* [INSTRUCTIONS TO FOLLOW]: Report only the number of lines in the following entries where the word "tests" occurs.

* [DATA TO EXAMINE]:

• • • • • • •

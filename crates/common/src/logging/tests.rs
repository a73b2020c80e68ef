//! Unit tests for the logging subsystem.

use std::path::PathBuf;

use tracing_subscriber::fmt::format::FmtSpan;

use super::{types::*, Rotation};

#[test]
fn test_logger_config_defaults() {
    let config = LoggerConfig::default();
    assert_eq!(config.service_name, "(rollup-service)");
    assert!(!config.stdout_config.json_format);
    assert!(!config.stdout_config.use_stderr);
    assert!(config.file_logging_config.is_none());
}

#[test]
fn test_logger_config_builder_pattern() {
    let config = LoggerConfig::new("rollup-cli".to_string())
        .with_json_logging(true)
        .with_fmt_span(FmtSpan::CLOSE)
        .with_stderr(true)
        .with_file_logging(
            FileLoggingConfig::new(PathBuf::from("/tmp/logs"), "rollup".to_string())
                .with_rotation(Rotation::HOURLY)
                .with_json_format(true),
        );

    assert_eq!(config.service_name, "rollup-cli");
    assert!(config.stdout_config.json_format);
    assert_eq!(config.stdout_config.fmt_span, FmtSpan::CLOSE);
    assert!(config.stdout_config.use_stderr);
    let file = config.file_logging_config.unwrap();
    assert_eq!(file.directory, PathBuf::from("/tmp/logs"));
    assert_eq!(file.file_name_prefix, "rollup");
    assert_eq!(file.rotation, Rotation::HOURLY);
    assert!(file.json_format);
}

#[test]
fn test_file_logging_defaults_to_daily_compact() {
    let file = FileLoggingConfig::new(PathBuf::from("logs"), "x".to_string());
    assert_eq!(file.rotation, Rotation::DAILY);
    assert!(!file.json_format);
}

#[test]
fn test_try_init_twice_fails() {
    let dir = std::env::temp_dir().join("rollup-common-logging-test");
    let config = LoggerConfig::new("test".to_string())
        .with_file_logging(FileLoggingConfig::new(dir, "test".to_string()));
    // Other tests in this binary never install a subscriber, so the first
    // call succeeds and the second must fail.
    assert!(super::try_init(config.clone()).is_ok());
    assert!(super::try_init(config).is_err());
}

• • • • • • •

* [WRITTEN SOLUTION]: 3